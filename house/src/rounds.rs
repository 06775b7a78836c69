//! Rounds that have been paid for but not yet settled, keyed by authorization.
//!
//! A round leaves the book exactly once: when its outcome is reported or when it expires.

use arcade_execution::{RoundEngine, COMMIT_REVEAL_LEN};
use arcade_types::{GameKind, GameParams, Token, Uuid, WalletAddress};
use rust_decimal::Decimal;
use std::collections::HashMap;
use std::sync::{Mutex, MutexGuard};

#[derive(Clone, Debug)]
pub struct OpenRound {
    pub authorization: Uuid,
    pub wallet: WalletAddress,
    pub game: GameKind,
    pub token: Token,
    pub bet_amount: Decimal,
    pub params: GameParams,
    pub commitment: [u8; COMMIT_REVEAL_LEN],
    pub reveal: [u8; COMMIT_REVEAL_LEN],
    pub engine: RoundEngine,
    pub issued_at: u64,
}

/// Fields a report must repeat to claim a round.
pub struct RoundClaim<'a> {
    pub wallet: &'a WalletAddress,
    pub game: GameKind,
    pub token: &'a Token,
    pub bet_amount: Decimal,
}

#[derive(Clone, Copy, Debug, PartialEq, Eq)]
pub enum LookupError {
    /// No open round for this authorization and wallet.
    Unknown,
    /// The round exists but the claim names a different game, token or amount.
    Mismatch,
}

#[derive(Default)]
pub struct RoundBook {
    rounds: Mutex<HashMap<Uuid, OpenRound>>,
}

impl RoundBook {
    pub fn new() -> Self {
        Self::default()
    }

    pub fn insert(&self, round: OpenRound) {
        self.lock().insert(round.authorization, round);
    }

    /// Run `f` against the open round owned by `wallet`.
    pub fn with_round<R>(
        &self,
        authorization: &Uuid,
        wallet: &WalletAddress,
        f: impl FnOnce(&mut OpenRound) -> R,
    ) -> Result<R, LookupError> {
        let mut rounds = self.lock();
        match rounds.get_mut(authorization) {
            Some(round) if &round.wallet == wallet => Ok(f(round)),
            _ => Err(LookupError::Unknown),
        }
    }

    /// Remove and return the round if `claim` matches it. A mismatched claim leaves it open.
    pub fn take_matching(
        &self,
        authorization: &Uuid,
        claim: RoundClaim<'_>,
    ) -> Result<OpenRound, LookupError> {
        let mut rounds = self.lock();
        let round = match rounds.get(authorization) {
            Some(round) if &round.wallet == claim.wallet => round,
            _ => return Err(LookupError::Unknown),
        };
        if round.game != claim.game
            || &round.token != claim.token
            || round.bet_amount != claim.bet_amount
        {
            return Err(LookupError::Mismatch);
        }
        rounds.remove(authorization).ok_or(LookupError::Unknown)
    }

    /// Remove every round issued at or before `cutoff`.
    pub fn take_expired(&self, cutoff: u64) -> Vec<OpenRound> {
        let mut rounds = self.lock();
        let expired: Vec<Uuid> = rounds
            .values()
            .filter(|round| round.issued_at <= cutoff)
            .map(|round| round.authorization)
            .collect();
        let mut taken: Vec<OpenRound> = expired
            .iter()
            .filter_map(|authorization| rounds.remove(authorization))
            .collect();
        taken.sort_by_key(|round| round.issued_at);
        taken
    }

    pub fn len(&self) -> usize {
        self.lock().len()
    }

    fn lock(&self) -> MutexGuard<'_, HashMap<Uuid, OpenRound>> {
        match self.rounds.lock() {
            Ok(guard) => guard,
            Err(poisoned) => {
                tracing::warn!("round book lock poisoned; recovering");
                poisoned.into_inner()
            }
        }
    }
}

#[cfg(test)]
mod tests {
    use super::*;
    use arcade_execution::{compute_commit, derive_reveal};

    fn round(wallet: &WalletAddress, issued_at: u64) -> OpenRound {
        let authorization = Uuid::new_v4();
        let reveal = derive_reveal(b"secret", authorization.as_bytes());
        OpenRound {
            authorization,
            wallet: wallet.clone(),
            game: GameKind::CardStreak,
            token: Token::parse("MIL").unwrap(),
            bet_amount: Decimal::new(5, 0),
            params: GameParams::default(),
            commitment: compute_commit(&reveal),
            reveal,
            engine: RoundEngine::open(GameKind::CardStreak, &GameParams::default(), &reveal)
                .unwrap(),
            issued_at,
        }
    }

    #[test]
    fn test_take_matching_consumes_once() {
        let book = RoundBook::new();
        let wallet = WalletAddress::parse("0xabc").unwrap();
        let token = Token::parse("MIL").unwrap();
        let open = round(&wallet, 1);
        let authorization = open.authorization;
        book.insert(open);

        let claim = || RoundClaim {
            wallet: &wallet,
            game: GameKind::CardStreak,
            token: &token,
            bet_amount: Decimal::new(5, 0),
        };
        assert!(book.take_matching(&authorization, claim()).is_ok());
        assert_eq!(
            book.take_matching(&authorization, claim()).unwrap_err(),
            LookupError::Unknown
        );
    }

    #[test]
    fn test_mismatch_keeps_round_open() {
        let book = RoundBook::new();
        let wallet = WalletAddress::parse("0xabc").unwrap();
        let token = Token::parse("MIL").unwrap();
        let open = round(&wallet, 1);
        let authorization = open.authorization;
        book.insert(open);

        let wrong_amount = RoundClaim {
            wallet: &wallet,
            game: GameKind::CardStreak,
            token: &token,
            bet_amount: Decimal::new(50, 0),
        };
        assert_eq!(
            book.take_matching(&authorization, wrong_amount).unwrap_err(),
            LookupError::Mismatch
        );
        let other = WalletAddress::parse("0xdef").unwrap();
        let wrong_wallet = RoundClaim {
            wallet: &other,
            game: GameKind::CardStreak,
            token: &token,
            bet_amount: Decimal::new(5, 0),
        };
        assert_eq!(
            book.take_matching(&authorization, wrong_wallet).unwrap_err(),
            LookupError::Unknown
        );
        assert_eq!(book.len(), 1);
    }

    #[test]
    fn test_take_expired() {
        let book = RoundBook::new();
        let wallet = WalletAddress::parse("0xabc").unwrap();
        book.insert(round(&wallet, 20));
        book.insert(round(&wallet, 10));
        book.insert(round(&wallet, 100));
        let expired = book.take_expired(50);
        assert_eq!(
            expired.iter().map(|r| r.issued_at).collect::<Vec<_>>(),
            vec![10, 20]
        );
        assert_eq!(book.len(), 1);
        assert!(book.take_expired(50).is_empty());
    }
}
□ □ □
WHAT YOU ARE ASKED TO DO — If a line comes after the one that contains "#[derive(Default)]", leave it out; return every line of the entries up to that point exactly, starting with the first, with that line included.

EXPECTED ANSWER —
filename house/src/rounds.rs
repository 06775b7a78836c69
//! Rounds that have been paid for but not yet settled, keyed by authorization.
//!
//! A round leaves the book exactly once: when its outcome is reported or when it expires.

use arcade_execution::{RoundEngine, COMMIT_REVEAL_LEN};
use arcade_types::{GameKind, GameParams, Token, Uuid, WalletAddress};
use rust_decimal::Decimal;
use std::collections::HashMap;
use std::sync::{Mutex, MutexGuard};

#[derive(Clone, Debug)]
pub struct OpenRound {
    pub authorization: Uuid,
    pub wallet: WalletAddress,
    pub game: GameKind,
    pub token: Token,
    pub bet_amount: Decimal,
    pub params: GameParams,
    pub commitment: [u8; COMMIT_REVEAL_LEN],
    pub reveal: [u8; COMMIT_REVEAL_LEN],
    pub engine: RoundEngine,
    pub issued_at: u64,
}

/// Fields a report must repeat to claim a round.
pub struct RoundClaim<'a> {
    pub wallet: &'a WalletAddress,
    pub game: GameKind,
    pub token: &'a Token,
    pub bet_amount: Decimal,
}

#[derive(Clone, Copy, Debug, PartialEq, Eq)]
pub enum LookupError {
    /// No open round for this authorization and wallet.
    Unknown,
    /// The round exists but the claim names a different game, token or amount.
    Mismatch,
}

#[derive(Default)]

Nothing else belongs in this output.